PROBLEM REQUIREMENTS »
All entries must be set down once more, precisely as given.

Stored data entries
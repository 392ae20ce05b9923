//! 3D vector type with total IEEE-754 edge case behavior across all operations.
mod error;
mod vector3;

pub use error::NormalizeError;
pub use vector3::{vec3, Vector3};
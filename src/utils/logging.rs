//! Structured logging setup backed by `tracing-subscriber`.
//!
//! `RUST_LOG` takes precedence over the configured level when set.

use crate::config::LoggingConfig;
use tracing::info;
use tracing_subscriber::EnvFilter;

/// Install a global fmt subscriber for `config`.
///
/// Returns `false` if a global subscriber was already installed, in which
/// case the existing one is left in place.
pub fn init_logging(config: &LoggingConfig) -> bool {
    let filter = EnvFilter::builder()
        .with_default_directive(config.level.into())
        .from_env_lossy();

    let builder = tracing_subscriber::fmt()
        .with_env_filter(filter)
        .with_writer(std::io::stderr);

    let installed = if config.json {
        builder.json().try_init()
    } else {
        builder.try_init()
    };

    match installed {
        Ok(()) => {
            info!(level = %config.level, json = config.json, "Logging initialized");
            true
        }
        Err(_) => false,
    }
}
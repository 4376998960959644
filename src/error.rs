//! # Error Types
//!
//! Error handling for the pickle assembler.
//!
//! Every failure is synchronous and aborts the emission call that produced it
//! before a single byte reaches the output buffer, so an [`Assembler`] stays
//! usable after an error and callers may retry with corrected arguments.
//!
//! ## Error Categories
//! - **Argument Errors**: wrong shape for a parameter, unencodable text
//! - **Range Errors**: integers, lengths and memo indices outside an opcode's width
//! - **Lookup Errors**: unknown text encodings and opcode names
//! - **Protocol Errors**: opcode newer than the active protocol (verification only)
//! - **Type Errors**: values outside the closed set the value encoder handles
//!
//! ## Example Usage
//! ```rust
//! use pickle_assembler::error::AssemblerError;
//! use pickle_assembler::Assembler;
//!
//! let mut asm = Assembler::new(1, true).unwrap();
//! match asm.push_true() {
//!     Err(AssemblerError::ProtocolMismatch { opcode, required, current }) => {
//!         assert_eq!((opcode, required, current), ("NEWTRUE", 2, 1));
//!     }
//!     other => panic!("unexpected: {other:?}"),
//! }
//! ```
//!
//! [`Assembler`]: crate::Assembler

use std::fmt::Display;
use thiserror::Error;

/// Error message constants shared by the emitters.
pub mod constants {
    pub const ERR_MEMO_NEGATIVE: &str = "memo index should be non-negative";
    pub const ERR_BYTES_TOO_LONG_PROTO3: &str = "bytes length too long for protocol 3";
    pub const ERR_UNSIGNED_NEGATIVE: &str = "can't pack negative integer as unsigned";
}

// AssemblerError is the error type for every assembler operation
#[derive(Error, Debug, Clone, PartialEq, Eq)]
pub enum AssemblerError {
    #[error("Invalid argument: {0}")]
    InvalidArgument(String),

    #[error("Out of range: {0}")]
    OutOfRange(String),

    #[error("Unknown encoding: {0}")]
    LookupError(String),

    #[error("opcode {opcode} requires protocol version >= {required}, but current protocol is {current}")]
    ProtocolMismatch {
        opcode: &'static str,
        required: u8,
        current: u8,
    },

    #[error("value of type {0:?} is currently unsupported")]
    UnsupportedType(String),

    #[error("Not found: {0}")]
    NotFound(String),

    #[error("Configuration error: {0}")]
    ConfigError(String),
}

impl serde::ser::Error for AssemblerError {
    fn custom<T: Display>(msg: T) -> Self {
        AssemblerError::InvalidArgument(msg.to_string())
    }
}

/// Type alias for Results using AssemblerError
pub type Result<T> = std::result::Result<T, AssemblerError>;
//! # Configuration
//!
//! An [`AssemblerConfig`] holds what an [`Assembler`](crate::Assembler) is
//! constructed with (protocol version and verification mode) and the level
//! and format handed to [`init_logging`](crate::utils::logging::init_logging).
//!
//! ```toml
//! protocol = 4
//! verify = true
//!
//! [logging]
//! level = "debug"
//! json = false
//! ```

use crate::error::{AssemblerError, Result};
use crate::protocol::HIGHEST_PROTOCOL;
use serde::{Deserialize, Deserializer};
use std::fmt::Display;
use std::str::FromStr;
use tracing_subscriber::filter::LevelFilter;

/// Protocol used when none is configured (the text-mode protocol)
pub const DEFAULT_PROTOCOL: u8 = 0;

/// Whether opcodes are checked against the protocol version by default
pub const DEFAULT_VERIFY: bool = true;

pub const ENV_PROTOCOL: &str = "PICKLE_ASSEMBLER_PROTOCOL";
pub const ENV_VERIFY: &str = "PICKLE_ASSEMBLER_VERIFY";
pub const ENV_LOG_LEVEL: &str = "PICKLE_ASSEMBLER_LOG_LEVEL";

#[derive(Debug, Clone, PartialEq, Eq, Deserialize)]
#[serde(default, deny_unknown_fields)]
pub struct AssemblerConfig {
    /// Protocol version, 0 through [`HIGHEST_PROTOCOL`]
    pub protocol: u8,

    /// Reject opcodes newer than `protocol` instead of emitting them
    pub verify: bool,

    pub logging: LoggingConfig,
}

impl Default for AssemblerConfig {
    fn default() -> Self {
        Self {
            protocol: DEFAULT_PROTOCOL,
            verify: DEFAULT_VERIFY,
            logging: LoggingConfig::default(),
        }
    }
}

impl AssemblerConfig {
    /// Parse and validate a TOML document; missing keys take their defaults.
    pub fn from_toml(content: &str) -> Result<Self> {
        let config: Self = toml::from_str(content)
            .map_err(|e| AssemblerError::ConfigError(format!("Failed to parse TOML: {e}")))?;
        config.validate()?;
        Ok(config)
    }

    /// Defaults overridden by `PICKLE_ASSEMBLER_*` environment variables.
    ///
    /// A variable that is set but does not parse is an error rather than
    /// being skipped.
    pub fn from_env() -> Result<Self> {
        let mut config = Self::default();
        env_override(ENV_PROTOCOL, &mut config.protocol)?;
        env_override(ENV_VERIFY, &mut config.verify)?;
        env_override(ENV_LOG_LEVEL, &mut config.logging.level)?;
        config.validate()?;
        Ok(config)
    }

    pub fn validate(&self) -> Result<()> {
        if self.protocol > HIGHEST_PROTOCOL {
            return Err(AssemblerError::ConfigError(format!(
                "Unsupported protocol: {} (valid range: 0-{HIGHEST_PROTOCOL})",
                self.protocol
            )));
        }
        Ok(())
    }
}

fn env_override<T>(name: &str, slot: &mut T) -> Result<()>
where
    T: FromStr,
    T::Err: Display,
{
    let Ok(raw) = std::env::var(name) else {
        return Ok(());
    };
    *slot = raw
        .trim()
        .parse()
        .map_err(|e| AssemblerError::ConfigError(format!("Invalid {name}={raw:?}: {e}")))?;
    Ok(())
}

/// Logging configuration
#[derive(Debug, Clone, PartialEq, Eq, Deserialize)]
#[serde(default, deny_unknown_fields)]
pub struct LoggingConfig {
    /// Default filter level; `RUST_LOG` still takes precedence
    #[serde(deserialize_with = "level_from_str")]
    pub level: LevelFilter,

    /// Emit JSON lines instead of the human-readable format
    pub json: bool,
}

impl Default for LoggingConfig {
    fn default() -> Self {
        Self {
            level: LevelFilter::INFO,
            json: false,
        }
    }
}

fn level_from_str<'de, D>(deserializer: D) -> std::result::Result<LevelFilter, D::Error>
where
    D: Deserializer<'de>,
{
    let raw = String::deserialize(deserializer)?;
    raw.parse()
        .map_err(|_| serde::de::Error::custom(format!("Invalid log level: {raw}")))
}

EXPECTED ANSWER »
repository 392ae20ce05b9923
//! 3D vector type with total IEEE-754 edge case behavior across all operations.
mod error;
mod vector3;

pub use error::NormalizeError;
pub use vector3::{vec3, Vector3};
filename src/utils/logging.rs
//! Structured logging setup backed by `tracing-subscriber`.
//!
//! `RUST_LOG` takes precedence over the configured level when set.

use crate::config::LoggingConfig;
use tracing::info;
use tracing_subscriber::EnvFilter;

/// Install a global fmt subscriber for `config`.
///
/// Returns `false` if a global subscriber was already installed, in which
/// case the existing one is left in place.
pub fn init_logging(config: &LoggingConfig) -> bool {
    let filter = EnvFilter::builder()
        .with_default_directive(config.level.into())
        .from_env_lossy();

    let builder = tracing_subscriber::fmt()
        .with_env_filter(filter)
        .with_writer(std::io::stderr);

    let installed = if config.json {
        builder.json().try_init()
    } else {
        builder.try_init()
    };

    match installed {
        Ok(()) => {
            info!(level = %config.level, json = config.json, "Logging initialized");
            true
        }
        Err(_) => false,
    }
}
repository 4376998960959644
filename src/error.rs
//! # Error Types
//!
//! Error handling for the pickle assembler.
//!
//! Every failure is synchronous and aborts the emission call that produced it
//! before a single byte reaches the output buffer, so an [`Assembler`] stays
//! usable after an error and callers may retry with corrected arguments.
//!
//! ## Error Categories
//! - **Argument Errors**: wrong shape for a parameter, unencodable text
//! - **Range Errors**: integers, lengths and memo indices outside an opcode's width
//! - **Lookup Errors**: unknown text encodings and opcode names
//! - **Protocol Errors**: opcode newer than the active protocol (verification only)
//! - **Type Errors**: values outside the closed set the value encoder handles
//!
//! ## Example Usage
//! ```rust
//! use pickle_assembler::error::AssemblerError;
//! use pickle_assembler::Assembler;
//!
//! let mut asm = Assembler::new(1, true).unwrap();
//! match asm.push_true() {
//!     Err(AssemblerError::ProtocolMismatch { opcode, required, current }) => {
//!         assert_eq!((opcode, required, current), ("NEWTRUE", 2, 1));
//!     }
//!     other => panic!("unexpected: {other:?}"),
//! }
//! ```
//!
//! [`Assembler`]: crate::Assembler

use std::fmt::Display;
use thiserror::Error;

/// Error message constants shared by the emitters.
pub mod constants {
    pub const ERR_MEMO_NEGATIVE: &str = "memo index should be non-negative";
    pub const ERR_BYTES_TOO_LONG_PROTO3: &str = "bytes length too long for protocol 3";
    pub const ERR_UNSIGNED_NEGATIVE: &str = "can't pack negative integer as unsigned";
}

// AssemblerError is the error type for every assembler operation
#[derive(Error, Debug, Clone, PartialEq, Eq)]
pub enum AssemblerError {
    #[error("Invalid argument: {0}")]
    InvalidArgument(String),

    #[error("Out of range: {0}")]
    OutOfRange(String),

    #[error("Unknown encoding: {0}")]
    LookupError(String),

    #[error("opcode {opcode} requires protocol version >= {required}, but current protocol is {current}")]
    ProtocolMismatch {
        opcode: &'static str,
        required: u8,
        current: u8,
    },

    #[error("value of type {0:?} is currently unsupported")]
    UnsupportedType(String),

    #[error("Not found: {0}")]
    NotFound(String),

    #[error("Configuration error: {0}")]
    ConfigError(String),
}

impl serde::ser::Error for AssemblerError {
    fn custom<T: Display>(msg: T) -> Self {
        AssemblerError::InvalidArgument(msg.to_string())
    }
}

/// Type alias for Results using AssemblerError
pub type Result<T> = std::result::Result<T, AssemblerError>;
//! # Configuration
//!
//! An [`AssemblerConfig`] holds what an [`Assembler`](crate::Assembler) is
//! constructed with (protocol version and verification mode) and the level
//! and format handed to [`init_logging`](crate::utils::logging::init_logging).
//!
//! ```toml
//! protocol = 4
//! verify = true
//!
//! [logging]
//! level = "debug"
//! json = false
//! ```

use crate::error::{AssemblerError, Result};
use crate::protocol::HIGHEST_PROTOCOL;
use serde::{Deserialize, Deserializer};
use std::fmt::Display;
use std::str::FromStr;
use tracing_subscriber::filter::LevelFilter;

/// Protocol used when none is configured (the text-mode protocol)
pub const DEFAULT_PROTOCOL: u8 = 0;

/// Whether opcodes are checked against the protocol version by default
pub const DEFAULT_VERIFY: bool = true;

pub const ENV_PROTOCOL: &str = "PICKLE_ASSEMBLER_PROTOCOL";
pub const ENV_VERIFY: &str = "PICKLE_ASSEMBLER_VERIFY";
pub const ENV_LOG_LEVEL: &str = "PICKLE_ASSEMBLER_LOG_LEVEL";

#[derive(Debug, Clone, PartialEq, Eq, Deserialize)]
#[serde(default, deny_unknown_fields)]
pub struct AssemblerConfig {
    /// Protocol version, 0 through [`HIGHEST_PROTOCOL`]
    pub protocol: u8,

    /// Reject opcodes newer than `protocol` instead of emitting them
    pub verify: bool,

    pub logging: LoggingConfig,
}

impl Default for AssemblerConfig {
    fn default() -> Self {
        Self {
            protocol: DEFAULT_PROTOCOL,
            verify: DEFAULT_VERIFY,
            logging: LoggingConfig::default(),
        }
    }
}

impl AssemblerConfig {
    /// Parse and validate a TOML document; missing keys take their defaults.
    pub fn from_toml(content: &str) -> Result<Self> {
        let config: Self = toml::from_str(content)
            .map_err(|e| AssemblerError::ConfigError(format!("Failed to parse TOML: {e}")))?;
        config.validate()?;
        Ok(config)
    }

    /// Defaults overridden by `PICKLE_ASSEMBLER_*` environment variables.
    ///
    /// A variable that is set but does not parse is an error rather than
    /// being skipped.
    pub fn from_env() -> Result<Self> {
        let mut config = Self::default();
        env_override(ENV_PROTOCOL, &mut config.protocol)?;
        env_override(ENV_VERIFY, &mut config.verify)?;
        env_override(ENV_LOG_LEVEL, &mut config.logging.level)?;
        config.validate()?;
        Ok(config)
    }

    pub fn validate(&self) -> Result<()> {
        if self.protocol > HIGHEST_PROTOCOL {
            return Err(AssemblerError::ConfigError(format!(
                "Unsupported protocol: {} (valid range: 0-{HIGHEST_PROTOCOL})",
                self.protocol
            )));
        }
        Ok(())
    }
}

fn env_override<T>(name: &str, slot: &mut T) -> Result<()>
where
    T: FromStr,
    T::Err: Display,
{
    let Ok(raw) = std::env::var(name) else {
        return Ok(());
    };
    *slot = raw
        .trim()
        .parse()
        .map_err(|e| AssemblerError::ConfigError(format!("Invalid {name}={raw:?}: {e}")))?;
    Ok(())
}

/// Logging configuration
#[derive(Debug, Clone, PartialEq, Eq, Deserialize)]
#[serde(default, deny_unknown_fields)]
pub struct LoggingConfig {
    /// Default filter level; `RUST_LOG` still takes precedence
    #[serde(deserialize_with = "level_from_str")]
    pub level: LevelFilter,

    /// Emit JSON lines instead of the human-readable format
    pub json: bool,
}

impl Default for LoggingConfig {
    fn default() -> Self {
        Self {
            level: LevelFilter::INFO,
            json: false,
        }
    }
}

fn level_from_str<'de, D>(deserializer: D) -> std::result::Result<LevelFilter, D::Error>
where
    D: Deserializer<'de>,
{
    let raw = String::deserialize(deserializer)?;
    raw.parse()
        .map_err(|_| serde::de::Error::custom(format!("Invalid log level: {raw}")))
}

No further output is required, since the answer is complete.